For nine days Sunshine remained inpatient at a children's psych ward.

For nine days my husband and I took turns visiting her every morning, driving 45 minutes each way.

For nine days my husband and I woke up early and spent our mornings preparing meals for Sunshine, to bring when we visited.  

For nine days we spoke with psych ward nurses, psychiatrists, and therapists about how she was doing.  

They would call us whenever there was a behavioral issue, whenever there was a med change, or whenever there was a question.

For nine days we coordinated with outside agencies to get services set up for when Sunshine would come home.  This meant phone calls, appointments, and more driving.

Nine Days in a Children's Psych Ward


For nine days our lives were literally turned upside down.

I dreaded waking up in the morning, yet couldn't sleep if I tried.  

I had been told to enjoy the respite, but this was NOT respite.  

Our lives were crazier now than they had ever been when Sunshine was home.

Exhaustion didn't begin to describe our physical, mental, and emotional states.

Did we have to visit on a daily basis?  


But Sunshine is only six years old.

We had worked for years on attachment.  We didn't want that ruined.  Not to mention this was the first time she had ever been away from us for more than a few hours.

Then there were the meals.  I did not have time to make several days worth of meals at a time because I was so busy with other stuff relating to Sunshine.  The hospital could not accommodate her allergies.  We had a agreed to this.

No matter how hard we tried to function outside of the fact that Sunshine was in a psychiatric hospital, we just couldn't.  There was not a single day where we could just relax and breathe.

Everything was about Sunshine.

I would continue to keep the rest of the kids on a schedule the best I could. 

My husband kept working.

For nine days we were on auto pilot.  We did what needed to be done and that was it.

The Psych Ward

Visits were not always great.  We ended up asking a staff member to be in the room with us in case there were issues, which many times there were.

Med changes happened frequently and fast.  

Sunshine couldn't eat enough while she was there.  I believe part of this was medication changes, but the other part was that food was comfort to her.  It wouldn't be an exaggeration to say that she probably gained five pounds while inpatient.

Because she was so young she couldn't participate in many of the group activities at the psychiatric hospital.

Sunshine had a one-to-one with her at all times and was not interacting with other children.

And then just like that they wanted to send her home.

All the Reasons Why

No services were set up at home yet.  All of that takes time.

Her last medication increase had been that very morning.  There was no way to tell if it was working or not.

My other children hadn't even begun to process what had happened before she left, nor were we at all comfortable with her coming home yet.

The therapist we spoke to before discharge literally tried to tell my kids that it was okay for Sunshine to hurt them.  Boy did the therapist receive quite the reprimand from me.
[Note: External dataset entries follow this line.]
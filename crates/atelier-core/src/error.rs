//! # Error Types
//!
//! Domain-specific error types for atelier-core.
//!
//! ## Error Hierarchy
//! ```text
//! ┌─────────────────────────────────────────────────────────────────────────┐
//! │                         Error Types                                     │
//! │                                                                         │
//! │  atelier-core errors (this file)                                       │
//! │  ├── CoreError        - Fulfillment, inventory and rating failures     │
//! │  └── ValidationError  - Input validation failures                      │
//! │                                                                         │
//! │  atelier-db errors (separate crate)                                    │
//! │  └── DbError          - Storage failures, embeds CoreError             │
//! │                                                                         │
//! │  Flow: ValidationError → CoreError → DbError → API layer (external)    │
//! └─────────────────────────────────────────────────────────────────────────┘
//! ```
//!
//! ## Design Principles
//! 1. Use `thiserror` for derive macros (not manual impl)
//! 2. Every variant names the entity it failed on (variant ID, order ID, ...)
//! 3. Errors are enum variants, never String
//! 4. Retryability is a property of the variant, see [`CoreError::is_retryable`]

use thiserror::Error;

use crate::money::Currency;
use crate::types::OrderStatus;

// =============================================================================
// Core Error
// =============================================================================

/// Core business logic errors.
#[derive(Debug, Error)]
pub enum CoreError {
    /// Not enough stock on a variant to satisfy a reservation.
    ///
    /// ## User Workflow
    /// ```text
    /// place_order (variant V, qty: 3)
    ///      │
    ///      ▼
    /// Ledger check: available=2
    ///      │
    ///      ▼
    /// InsufficientStock { variant_id: V, requested: 3, available: 2 }
    ///      │
    ///      ▼
    /// Checkout shows: "Only 2 left in this size"
    /// ```
    #[error("Insufficient stock for variant {variant_id}: requested {requested}, available {available}")]
    InsufficientStock {
        variant_id: String,
        requested: i64,
        available: i64,
    },

    /// The rate table has no quote for a currency needed by a conversion.
    #[error("No exchange rate from {from} to {to}")]
    MissingRate { from: Currency, to: Currency },

    /// Variant ID doesn't exist. Usually a stale client cache.
    #[error("Unknown variant: {0}")]
    UnknownVariant(String),

    /// Product ID doesn't exist.
    #[error("Unknown product: {0}")]
    UnknownProduct(String),

    /// Customer ID doesn't exist.
    #[error("Unknown customer: {0}")]
    UnknownCustomer(String),

    /// Staff ID doesn't exist.
    #[error("Unknown staff member: {0}")]
    UnknownStaff(String),

    /// Order ID doesn't exist.
    #[error("Unknown order: {0}")]
    UnknownOrder(String),

    /// Review ID doesn't exist.
    #[error("Unknown review: {0}")]
    UnknownReview(String),

    /// The order already carries an offline sale.
    #[error("Order {0} already has an offline settlement")]
    DuplicateSettlement(String),

    /// The customer already reviewed this product.
    #[error("Customer {customer_id} has already reviewed product {product_id}")]
    DuplicateReview {
        product_id: String,
        customer_id: String,
    },

    /// A concurrent writer changed the row between read and write.
    ///
    /// ## When This Occurs
    /// - Rating aggregate version moved underneath us
    /// - Order status changed by another request
    /// - SQLite reported the database as locked/busy
    #[error("Concurrent modification of {entity} {id}, retry the operation")]
    ConcurrentModification { entity: String, id: String },

    /// Requested status change is not in the allowed transition table.
    #[error("Order {order_id} cannot move from {from} to {to}")]
    InvalidStatusTransition {
        order_id: String,
        from: OrderStatus,
        to: OrderStatus,
    },

    /// The product has neither a price in the requested currency nor an NGN
    /// price to convert from.
    #[error("Product {product_id} has no price in {currency} or NGN")]
    PriceUnavailable {
        product_id: String,
        currency: Currency,
    },

    /// A monetary value no longer fits in 64-bit minor units.
    #[error("Monetary amount overflowed")]
    AmountOverflow,

    /// Arithmetic between two amounts in different currencies.
    #[error("Currency mismatch: expected {expected}, found {found}")]
    CurrencyMismatch { expected: Currency, found: Currency },

    /// Tried to remove a rating from an aggregate that has none.
    #[error("Rating aggregate is already empty")]
    RatingAggregateEmpty,

    /// Validation error (wraps ValidationError).
    #[error("Validation error: {0}")]
    Validation(#[from] ValidationError),
}

impl CoreError {
    /// Whether the caller may retry the same operation.
    ///
    /// ```text
    /// InsufficientStock       → retry with adjusted quantities
    /// MissingRate             → retry after the rate table refreshes
    /// ConcurrentModification  → retry the whole operation
    /// everything else         → fix the request first
    /// ```
    pub fn is_retryable(&self) -> bool {
        matches!(
            self,
            CoreError::InsufficientStock { .. }
                | CoreError::MissingRate { .. }
                | CoreError::ConcurrentModification { .. }
        )
    }

    /// Creates a ConcurrentModification error.
    pub fn conflict(entity: impl Into<String>, id: impl Into<String>) -> Self {
        CoreError::ConcurrentModification {
            entity: entity.into(),
            id: id.into(),
        }
    }
}

// =============================================================================
// Validation Error
// =============================================================================

/// Input validation errors.
///
/// These errors occur when caller input doesn't meet requirements.
/// Used for early validation before any row is touched.
#[derive(Debug, Error)]
pub enum ValidationError {
    /// A required field is missing or empty.
    #[error("{field} is required")]
    Required { field: String },

    /// Field value is too long.
    #[error("{field} must be at most {max} characters")]
    TooLong { field: String, max: usize },

    /// Numeric value is out of range.
    #[error("{field} must be between {min} and {max}")]
    OutOfRange { field: String, min: i64, max: i64 },

    /// Value must be positive.
    #[error("{field} must be positive")]
    MustBePositive { field: String },

    /// Value must not be negative.
    #[error("{field} must not be negative")]
    MustNotBeNegative { field: String },

    /// Invalid format (e.g., invalid UUID).
    #[error("{field} has invalid format: {reason}")]
    InvalidFormat { field: String, reason: String },

    /// Duplicate value (e.g., the same variant twice in one order).
    #[error("{field} '{value}' appears more than once")]
    Duplicate { field: String, value: String },
}

// =============================================================================
// Result Type Alias
// =============================================================================

/// Convenience type alias for Results with CoreError.
pub type CoreResult<T> = Result<T, CoreError>;

// =============================================================================
// Unit Tests
// =============================================================================
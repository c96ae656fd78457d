//! Run configuration
//!
//! TOML-deserializable settings for a simulation run. Everything has a
//! sensible default so a config file only needs to name what it changes.

use serde::{Deserialize, Serialize};

use crate::errors::{ZoneError, ZoneResult};
use crate::network::Topology;

/// Settings for a single simulation run.
#[derive(Debug, Clone, Serialize, Deserialize)]
#[serde(default)]
pub struct SimulationConfig {
    /// Timestep (s). Default: 3600 (hourly)
    pub timestep_s: f64,

    /// Number of steps to simulate. Default: 8760 (one year, hourly)
    pub horizon_steps: usize,

    /// Network topology. Default: VDI 6007 two-node
    pub topology: Topology,

    /// Uniform initial node temperature (degrees C). When absent the run
    /// starts from the steady state of the first forcing sample.
    pub initial_temperature_c: Option<f64>,
}

impl Default for SimulationConfig {
    fn default() -> Self {
        Self {
            timestep_s: 3600.0,
            horizon_steps: 8760,
            topology: Topology::Vdi6007,
            initial_temperature_c: None,
        }
    }
}

impl SimulationConfig {
    /// Parse a config from TOML text.
    pub fn from_toml_str(content: &str) -> ZoneResult<Self> {
        toml::from_str(content)
            .map_err(|e| ZoneError::Error(format!("invalid configuration: {e}")))
    }
}
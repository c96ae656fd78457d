//! HVAC demand resolution
//!
//! Ideal-load control on the air node: each step is first advanced free
//! floating, and only if the resulting air temperature leaves the comfort
//! band is the heating or cooling power computed that lands it exactly on
//! the violated setpoint. Because the discrete update is linear in the HVAC
//! input, that power has a closed form; no iteration is involved.

use nalgebra::DVector;
use serde::{Deserialize, Serialize};

use crate::errors::{ZoneError, ZoneResult};
use crate::forcing::{ForcingVector, Schedule};
use crate::integrator::DiscreteSystem;
use crate::network::U_HVAC;

/// Plant sensitivities below this are treated as a broken control loop.
const MIN_SENSITIVITY: f64 = 1e-12;

/// What the plant did during a step.
#[derive(Copy, Clone, Debug, PartialEq, Eq, Serialize, Deserialize)]
pub enum HvacMode {
    FreeFloat,
    Heating,
    Cooling,
}

/// Comfort band and plant capacity limits.
///
/// Setpoints are per-step schedules; either side may be absent, in which
/// case the zone floats freely in that direction. Capacity limits clamp the
/// ideal power, letting the air temperature drift outside the band.
#[derive(Clone, Debug, Default)]
pub struct ComfortBand {
    pub heating_setpoint: Option<Schedule>,
    pub cooling_setpoint: Option<Schedule>,
    /// Maximum heating power (W); unlimited when absent.
    pub max_heating_power: Option<f64>,
    /// Maximum cooling power (W, positive); unlimited when absent.
    pub max_cooling_power: Option<f64>,
}

impl ComfortBand {
    /// No conditioning at all.
    pub fn free_floating() -> Self {
        Self::default()
    }
}

/// Resolved state and plant output for one step.
#[derive(Clone, Debug, PartialEq)]
pub struct StepSolution {
    pub state: DVector<f64>,
    /// Heating power delivered (W, >= 0).
    pub heating_w: f64,
    /// Cooling power extracted (W, >= 0).
    pub cooling_w: f64,
    pub mode: HvacMode,
}

/// Advance one step under ideal-load control.
///
/// The trial advance assumes zero HVAC power. If the trial air temperature
/// violates a setpoint, the correcting power is
/// `P = (setpoint - trial) / Bd[air, hvac]` and the accepted state is the
/// trial state shifted by the HVAC column times `P`, which is exactly the
/// step that would have been taken with `P` applied throughout.
///
/// `step` indexes the setpoint schedules, so it must lie within their
/// length. The driver validates this before the run; direct callers are
/// responsible for it themselves.
pub fn resolve_step(
    system: &DiscreteSystem,
    state: &DVector<f64>,
    forcing: &ForcingVector,
    band: &ComfortBand,
    step: usize,
) -> ZoneResult<StepSolution> {
    let trial = system.step(state, &forcing.to_input(0.0));
    let air = system.air_node;
    let trial_air = trial[air];

    let heating_target = band
        .heating_setpoint
        .as_ref()
        .map(|s| s.value(step))
        .filter(|&lo| trial_air < lo);
    let cooling_target = band
        .cooling_setpoint
        .as_ref()
        .map(|s| s.value(step))
        .filter(|&hi| trial_air > hi);

    let (target, mode) = match (heating_target, cooling_target) {
        (Some(lo), _) => (lo, HvacMode::Heating),
        (None, Some(hi)) => (hi, HvacMode::Cooling),
        (None, None) => {
            return Ok(StepSolution {
                state: trial,
                heating_w: 0.0,
                cooling_w: 0.0,
                mode: HvacMode::FreeFloat,
            })
        }
    };

    let sensitivity = system.bd[(air, U_HVAC)];
    if sensitivity.abs() < MIN_SENSITIVITY {
        return Err(ZoneError::NonConvergentControl {
            step,
            reason: format!(
                "air node does not respond to plant power (sensitivity {sensitivity:.3e})"
            ),
        });
    }
    let mut power = (target - trial_air) / sensitivity;
    if !power.is_finite() {
        return Err(ZoneError::NonConvergentControl {
            step,
            reason: format!("non-finite plant power towards setpoint {target}"),
        });
    }

    // Capacity clamping; the band is then allowed to be violated
    match mode {
        HvacMode::Heating => {
            if let Some(max) = band.max_heating_power {
                power = power.min(max);
            }
        }
        HvacMode::Cooling => {
            if let Some(max) = band.max_cooling_power {
                power = power.max(-max);
            }
        }
        HvacMode::FreeFloat => unreachable!(),
    }

    let accepted = &trial + system.bd.column(U_HVAC) * power;
    Ok(StepSolution {
        state: accepted,
        heating_w: power.max(0.0),
        cooling_w: (-power).max(0.0),
        mode,
    })
}
use thiserror::Error;

/// Error type for invalid operations.
#[derive(Error, Debug)]
pub enum ZoneError {
    #[error("{0}")]
    Error(String),
    #[error("Invalid envelope: {0}")]
    InvalidEnvelope(String),
    #[error("Ill-conditioned network: {0}")]
    IllConditionedNetwork(String),
    #[error("Misaligned series '{name}': expected {expected} steps, got {actual}")]
    MisalignedSeries {
        name: String,
        expected: usize,
        actual: usize,
    },
    #[error("Schedule '{name}' value {value} outside limits [{lower}, {upper}]")]
    ScheduleOutsideLimits {
        name: String,
        value: f64,
        lower: f64,
        upper: f64,
    },
    #[error("Non-convergent control at step {step}: {reason}")]
    NonConvergentControl { step: usize, reason: String },
}

/// Convenience type for `Result<T, ZoneError>`.
pub type ZoneResult<T> = Result<T, ZoneError>;
//! Network assembly
//!
//! Builds the continuous-time state-space system `dx/dt = A x + B u` from
//! aggregated zone parameters, for either the VDI 6007 two-node topology
//! (mass node + air node) or the ISO 13790 5R1C topology collapsed to a
//! single effective node.
//!
//! Every matrix entry is a conductance/capacitance ratio; nothing is
//! hard-coded dimensionlessly. The assembled matrix is checked to be
//! dissipative (all eigenvalues with negative real part) at construction
//! time.

use log::debug;
use nalgebra::{DMatrix, DVector};
use serde::{Deserialize, Serialize};

use crate::envelope::ZoneParameters;
use crate::errors::{ZoneError, ZoneResult};
use crate::parameters::{Iso13790Coefficients, Vdi6007Coefficients};

/// Input vector layout shared by both topologies.
///
/// Units: temperatures in degrees C, gains and power in W.
pub const U_OUTDOOR: usize = 0;
/// Solar gain transmitted through glazing (W).
pub const U_SOLAR_TRANS: usize = 1;
/// Solar gain absorbed on opaque surfaces, net of long-wave sky losses (W).
pub const U_SOLAR_ABS: usize = 2;
/// Convective internal gains (W).
pub const U_INT_CONV: usize = 3;
/// Radiative internal gains (W).
pub const U_INT_RAD: usize = 4;
/// Ventilation supply air temperature (degrees C).
pub const U_VENT: usize = 5;
/// HVAC power injected on the air node (W, positive = heating).
pub const U_HVAC: usize = 6;
/// Number of input channels.
pub const N_INPUTS: usize = 7;

/// Reduced-order network topology.
#[derive(Copy, Clone, Debug, PartialEq, Eq, Serialize, Deserialize)]
pub enum Topology {
    /// Two-node model: [mass temperature, air temperature].
    Vdi6007,
    /// Single effective node (5R1C collapsed).
    Iso13790,
}

/// Continuous-time state-space model of the zone.
///
/// Immutable for the run once assembled.
#[derive(Clone, Debug, PartialEq)]
pub struct StateSpaceModel {
    /// State matrix, n x n (1/s).
    pub a: DMatrix<f64>,
    /// Input matrix, n x [`N_INPUTS`].
    pub b: DMatrix<f64>,
    /// Row index of the air node in the state vector.
    pub air_node: usize,
    pub topology: Topology,
}

impl StateSpaceModel {
    /// Number of state nodes.
    pub fn n_states(&self) -> usize {
        self.a.nrows()
    }

    /// Steady-state node temperatures under a constant input, from
    /// `A x = -B u`.
    pub fn steady_state(&self, input: &DVector<f64>) -> ZoneResult<DVector<f64>> {
        let a_inv = self.a.clone().try_inverse().ok_or_else(|| {
            ZoneError::IllConditionedNetwork("singular state matrix".to_string())
        })?;
        Ok(-(a_inv * (&self.b * input)))
    }
}

/// Assemble the state-space model with the standard default coefficients.
pub fn assemble(params: &ZoneParameters, topology: Topology) -> ZoneResult<StateSpaceModel> {
    match topology {
        Topology::Iso13790 => assemble_iso13790(params, &Iso13790Coefficients::default()),
        Topology::Vdi6007 => assemble_vdi6007(params, &Vdi6007Coefficients::default()),
    }
}

/// Assemble the collapsed single-node ISO 13790 model.
///
/// State: effective internal temperature. The transmission, ventilation and
/// glazing conductances all discharge the single capacitance; radiative and
/// solar gains are weighted by the 5R1C glazing loss factor, convective
/// internal gains and HVAC power act on the node directly.
pub fn assemble_iso13790(
    params: &ZoneParameters,
    coeffs: &Iso13790Coefficients,
) -> ZoneResult<StateSpaceModel> {
    check_positive(params, false)?;
    let c = params.c_m;
    let h_tr = params.h_tr();
    let w = coeffs.radiative_weight(params.h_tr_w, params.a_tot);
    if w <= 0.0 {
        return Err(ZoneError::IllConditionedNetwork(format!(
            "radiative gain weight must be positive, got {w}: glazing conductance \
             {} W/K is too large for the internal surface area {} m2",
            params.h_tr_w, params.a_tot
        )));
    }

    let a = DMatrix::from_element(1, 1, -(h_tr + params.h_ve) / c);
    let mut b = DMatrix::zeros(1, N_INPUTS);
    b[(0, U_OUTDOOR)] = h_tr / c;
    b[(0, U_SOLAR_TRANS)] = w / c;
    b[(0, U_SOLAR_ABS)] = w / c;
    b[(0, U_INT_CONV)] = 1.0 / c;
    b[(0, U_INT_RAD)] = w / c;
    b[(0, U_VENT)] = params.h_ve / c;
    b[(0, U_HVAC)] = 1.0 / c;

    finish(a, b, 0, Topology::Iso13790)
}

/// Assemble the two-node VDI 6007 model.
///
/// State: `[mass temperature, air temperature]`. The mass node couples to
/// the air node through the internal surface coefficient times the effective
/// mass area, and to outdoors through the opaque envelope. Windows and
/// ventilation act directly on the air node. Absorbed opaque solar and
/// radiative internal gains charge the mass node; transmitted solar is split
/// between the nodes by the standard's fixed ratio.
pub fn assemble_vdi6007(
    params: &ZoneParameters,
    coeffs: &Vdi6007Coefficients,
) -> ZoneResult<StateSpaceModel> {
    check_positive(params, true)?;
    let c_m = params.c_m;
    let c_a = params.c_a;
    let h_ma = coeffs.h_surface_int * params.a_m;
    let f_sa = coeffs.solar_to_air_fraction;

    let a = DMatrix::from_row_slice(
        2,
        2,
        &[
            -(params.h_tr_op + h_ma) / c_m,
            h_ma / c_m,
            h_ma / c_a,
            -(h_ma + params.h_tr_w + params.h_ve) / c_a,
        ],
    );
    let mut b = DMatrix::zeros(2, N_INPUTS);
    b[(0, U_OUTDOOR)] = params.h_tr_op / c_m;
    b[(1, U_OUTDOOR)] = params.h_tr_w / c_a;
    b[(0, U_SOLAR_TRANS)] = (1.0 - f_sa) / c_m;
    b[(1, U_SOLAR_TRANS)] = f_sa / c_a;
    b[(0, U_SOLAR_ABS)] = 1.0 / c_m;
    b[(0, U_INT_RAD)] = 1.0 / c_m;
    b[(1, U_INT_CONV)] = 1.0 / c_a;
    b[(1, U_VENT)] = params.h_ve / c_a;
    b[(1, U_HVAC)] = 1.0 / c_a;

    finish(a, b, 1, Topology::Vdi6007)
}

fn check_positive(params: &ZoneParameters, needs_air: bool) -> ZoneResult<()> {
    if params.c_m <= 0.0 {
        return Err(ZoneError::IllConditionedNetwork(format!(
            "internal capacitance must be positive, got {}",
            params.c_m
        )));
    }
    if needs_air && params.c_a <= 0.0 {
        return Err(ZoneError::IllConditionedNetwork(format!(
            "air capacitance must be positive, got {}",
            params.c_a
        )));
    }
    if params.h_tr() <= 0.0 {
        return Err(ZoneError::IllConditionedNetwork(format!(
            "transmission conductance must be positive, got {}",
            params.h_tr()
        )));
    }
    if params.h_ve < 0.0 {
        return Err(ZoneError::IllConditionedNetwork(format!(
            "ventilation conductance must be non-negative, got {}",
            params.h_ve
        )));
    }
    Ok(())
}

fn finish(
    a: DMatrix<f64>,
    b: DMatrix<f64>,
    air_node: usize,
    topology: Topology,
) -> ZoneResult<StateSpaceModel> {
    for eigenvalue in a.complex_eigenvalues().iter() {
        if eigenvalue.re >= 0.0 {
            return Err(ZoneError::IllConditionedNetwork(format!(
                "non-dissipative network: eigenvalue {} has non-negative real part",
                eigenvalue
            )));
        }
    }
    debug!(
        "assembled {:?} network: {} state(s), eigenvalues {:?}",
        topology,
        a.nrows(),
        a.complex_eigenvalues().as_slice()
    );
    Ok(StateSpaceModel {
        a,
        b,
        air_node,
        topology,
    })
}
Sunshine had been waking up in the night for the past three nights, which is a sure sign something is not okay. 

We had not received prescriptions for new and increased doses of medication.  Some were controlled substances and it was a Sunday.

My husband had to go to work the very next day and so I would be home alone with all four children.

But none of that mattered.

Sunshine hadn't had an aggressive episode in three days (mostly because she was having med increases so quickly, and because she wasn't sleeping at night).

Insurance would no longer cover her stay.

The hospital needed the bed.


And just like that after nine days, Sunshine was sent home from a children's psych ward with not a single promise of anything being better.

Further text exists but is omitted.